■ DATA SUPPLIED
• • •

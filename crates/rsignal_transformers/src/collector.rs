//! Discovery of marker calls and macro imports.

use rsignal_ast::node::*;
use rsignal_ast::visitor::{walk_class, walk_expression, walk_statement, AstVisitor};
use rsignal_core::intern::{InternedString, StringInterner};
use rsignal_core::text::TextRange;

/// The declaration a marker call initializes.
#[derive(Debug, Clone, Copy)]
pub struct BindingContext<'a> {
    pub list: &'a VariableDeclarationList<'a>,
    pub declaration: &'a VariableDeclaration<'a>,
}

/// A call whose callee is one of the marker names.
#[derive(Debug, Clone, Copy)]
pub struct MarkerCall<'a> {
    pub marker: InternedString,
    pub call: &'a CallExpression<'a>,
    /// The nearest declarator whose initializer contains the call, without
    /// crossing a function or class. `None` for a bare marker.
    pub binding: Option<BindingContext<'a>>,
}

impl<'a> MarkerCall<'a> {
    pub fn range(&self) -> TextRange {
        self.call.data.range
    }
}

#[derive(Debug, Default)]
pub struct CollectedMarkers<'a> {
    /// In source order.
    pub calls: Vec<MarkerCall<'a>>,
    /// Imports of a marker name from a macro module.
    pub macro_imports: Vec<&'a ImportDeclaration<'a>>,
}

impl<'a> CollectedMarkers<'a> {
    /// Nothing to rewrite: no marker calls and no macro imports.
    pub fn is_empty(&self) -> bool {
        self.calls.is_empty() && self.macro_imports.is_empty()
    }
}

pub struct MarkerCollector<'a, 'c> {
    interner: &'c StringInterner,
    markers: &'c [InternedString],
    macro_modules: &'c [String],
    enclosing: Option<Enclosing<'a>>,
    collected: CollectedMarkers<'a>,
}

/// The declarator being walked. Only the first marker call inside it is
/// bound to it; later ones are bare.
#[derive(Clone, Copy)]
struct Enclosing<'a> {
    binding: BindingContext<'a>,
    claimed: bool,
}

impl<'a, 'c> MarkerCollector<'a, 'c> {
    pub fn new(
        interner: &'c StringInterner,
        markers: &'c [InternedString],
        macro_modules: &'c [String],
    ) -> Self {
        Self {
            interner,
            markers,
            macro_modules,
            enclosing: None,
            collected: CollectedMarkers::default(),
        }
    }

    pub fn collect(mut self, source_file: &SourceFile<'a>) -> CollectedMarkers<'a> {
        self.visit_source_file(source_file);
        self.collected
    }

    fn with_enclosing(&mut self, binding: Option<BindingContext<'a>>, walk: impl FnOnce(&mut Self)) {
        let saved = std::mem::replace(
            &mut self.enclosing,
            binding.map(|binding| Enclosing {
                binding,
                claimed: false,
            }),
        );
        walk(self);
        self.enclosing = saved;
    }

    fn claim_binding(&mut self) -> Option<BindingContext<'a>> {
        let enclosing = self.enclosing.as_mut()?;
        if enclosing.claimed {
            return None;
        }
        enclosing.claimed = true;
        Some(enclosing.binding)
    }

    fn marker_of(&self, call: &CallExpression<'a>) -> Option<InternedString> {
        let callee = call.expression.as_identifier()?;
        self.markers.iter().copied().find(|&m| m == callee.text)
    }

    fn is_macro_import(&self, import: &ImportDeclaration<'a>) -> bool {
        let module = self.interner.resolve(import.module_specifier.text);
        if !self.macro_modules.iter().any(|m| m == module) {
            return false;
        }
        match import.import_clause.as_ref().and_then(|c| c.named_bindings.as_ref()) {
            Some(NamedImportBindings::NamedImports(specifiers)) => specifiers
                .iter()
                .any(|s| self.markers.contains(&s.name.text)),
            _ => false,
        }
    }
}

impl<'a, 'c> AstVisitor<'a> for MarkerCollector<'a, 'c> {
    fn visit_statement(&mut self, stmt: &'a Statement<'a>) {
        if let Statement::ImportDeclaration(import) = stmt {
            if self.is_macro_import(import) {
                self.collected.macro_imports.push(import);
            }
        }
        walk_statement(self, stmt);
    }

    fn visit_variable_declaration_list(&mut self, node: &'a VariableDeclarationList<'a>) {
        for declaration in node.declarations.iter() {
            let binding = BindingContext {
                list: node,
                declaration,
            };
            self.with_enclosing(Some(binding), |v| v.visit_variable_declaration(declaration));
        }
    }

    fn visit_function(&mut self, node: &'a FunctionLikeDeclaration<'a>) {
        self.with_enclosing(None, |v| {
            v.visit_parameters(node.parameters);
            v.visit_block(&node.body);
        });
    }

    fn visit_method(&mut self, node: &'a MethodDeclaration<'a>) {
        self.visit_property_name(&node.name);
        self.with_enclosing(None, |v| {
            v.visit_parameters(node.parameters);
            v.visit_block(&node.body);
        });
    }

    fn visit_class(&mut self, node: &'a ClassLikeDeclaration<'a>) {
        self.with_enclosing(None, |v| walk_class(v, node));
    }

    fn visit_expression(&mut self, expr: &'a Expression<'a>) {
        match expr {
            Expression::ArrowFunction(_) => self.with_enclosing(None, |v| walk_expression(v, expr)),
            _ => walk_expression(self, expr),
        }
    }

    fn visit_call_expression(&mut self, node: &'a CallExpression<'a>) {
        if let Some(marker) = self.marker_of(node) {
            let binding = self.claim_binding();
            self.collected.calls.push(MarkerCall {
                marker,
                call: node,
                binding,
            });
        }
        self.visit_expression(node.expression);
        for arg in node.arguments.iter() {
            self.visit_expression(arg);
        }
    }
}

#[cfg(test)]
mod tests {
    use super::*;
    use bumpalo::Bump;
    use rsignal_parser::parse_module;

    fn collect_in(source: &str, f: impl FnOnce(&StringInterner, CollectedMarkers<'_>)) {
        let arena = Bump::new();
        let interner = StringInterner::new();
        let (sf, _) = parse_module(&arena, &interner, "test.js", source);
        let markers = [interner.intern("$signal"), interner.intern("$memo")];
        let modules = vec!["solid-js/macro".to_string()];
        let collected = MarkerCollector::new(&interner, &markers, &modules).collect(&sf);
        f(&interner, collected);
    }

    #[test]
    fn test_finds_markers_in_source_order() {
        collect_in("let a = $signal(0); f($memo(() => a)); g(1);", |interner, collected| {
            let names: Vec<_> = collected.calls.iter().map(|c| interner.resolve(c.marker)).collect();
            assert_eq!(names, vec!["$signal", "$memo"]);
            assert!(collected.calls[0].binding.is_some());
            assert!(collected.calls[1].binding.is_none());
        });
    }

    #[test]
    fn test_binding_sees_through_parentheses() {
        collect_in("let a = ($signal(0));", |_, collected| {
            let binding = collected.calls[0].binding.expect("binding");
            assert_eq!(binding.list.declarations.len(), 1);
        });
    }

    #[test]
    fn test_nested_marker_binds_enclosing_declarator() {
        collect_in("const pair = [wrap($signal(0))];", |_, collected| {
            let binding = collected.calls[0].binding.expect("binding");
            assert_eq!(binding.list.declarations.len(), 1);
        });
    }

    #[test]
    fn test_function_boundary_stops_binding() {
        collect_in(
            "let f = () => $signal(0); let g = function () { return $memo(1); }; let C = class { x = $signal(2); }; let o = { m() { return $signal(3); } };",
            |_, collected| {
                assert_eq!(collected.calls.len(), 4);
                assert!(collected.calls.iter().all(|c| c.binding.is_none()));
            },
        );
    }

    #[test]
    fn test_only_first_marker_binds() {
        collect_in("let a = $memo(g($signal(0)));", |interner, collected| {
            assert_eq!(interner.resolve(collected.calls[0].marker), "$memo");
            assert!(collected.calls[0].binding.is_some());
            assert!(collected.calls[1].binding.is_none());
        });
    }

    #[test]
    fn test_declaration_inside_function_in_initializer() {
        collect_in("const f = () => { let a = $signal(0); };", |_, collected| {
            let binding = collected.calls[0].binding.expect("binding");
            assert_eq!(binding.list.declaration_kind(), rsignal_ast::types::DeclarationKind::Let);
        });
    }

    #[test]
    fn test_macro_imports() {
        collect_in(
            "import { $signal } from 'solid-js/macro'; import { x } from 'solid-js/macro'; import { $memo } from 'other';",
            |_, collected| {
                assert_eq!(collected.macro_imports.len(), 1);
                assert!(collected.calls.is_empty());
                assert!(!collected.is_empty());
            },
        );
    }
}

• • •

■ EXERCISE DETAILS
All that should be written out is the stretch of lines above between the one holding "for arg in node.arguments.iter()" and the one holding "let (sf, _)", inclusive, exactly as given.

■ EXERCISE SOLUTION
        for arg in node.arguments.iter() {
            self.visit_expression(arg);
        }
    }
}

#[cfg(test)]
mod tests {
    use super::*;
    use bumpalo::Bump;
    use rsignal_parser::parse_module;

    fn collect_in(source: &str, f: impl FnOnce(&StringInterner, CollectedMarkers<'_>)) {
        let arena = Bump::new();
        let interner = StringInterner::new();
        let (sf, _) = parse_module(&arena, &interner, "test.js", source);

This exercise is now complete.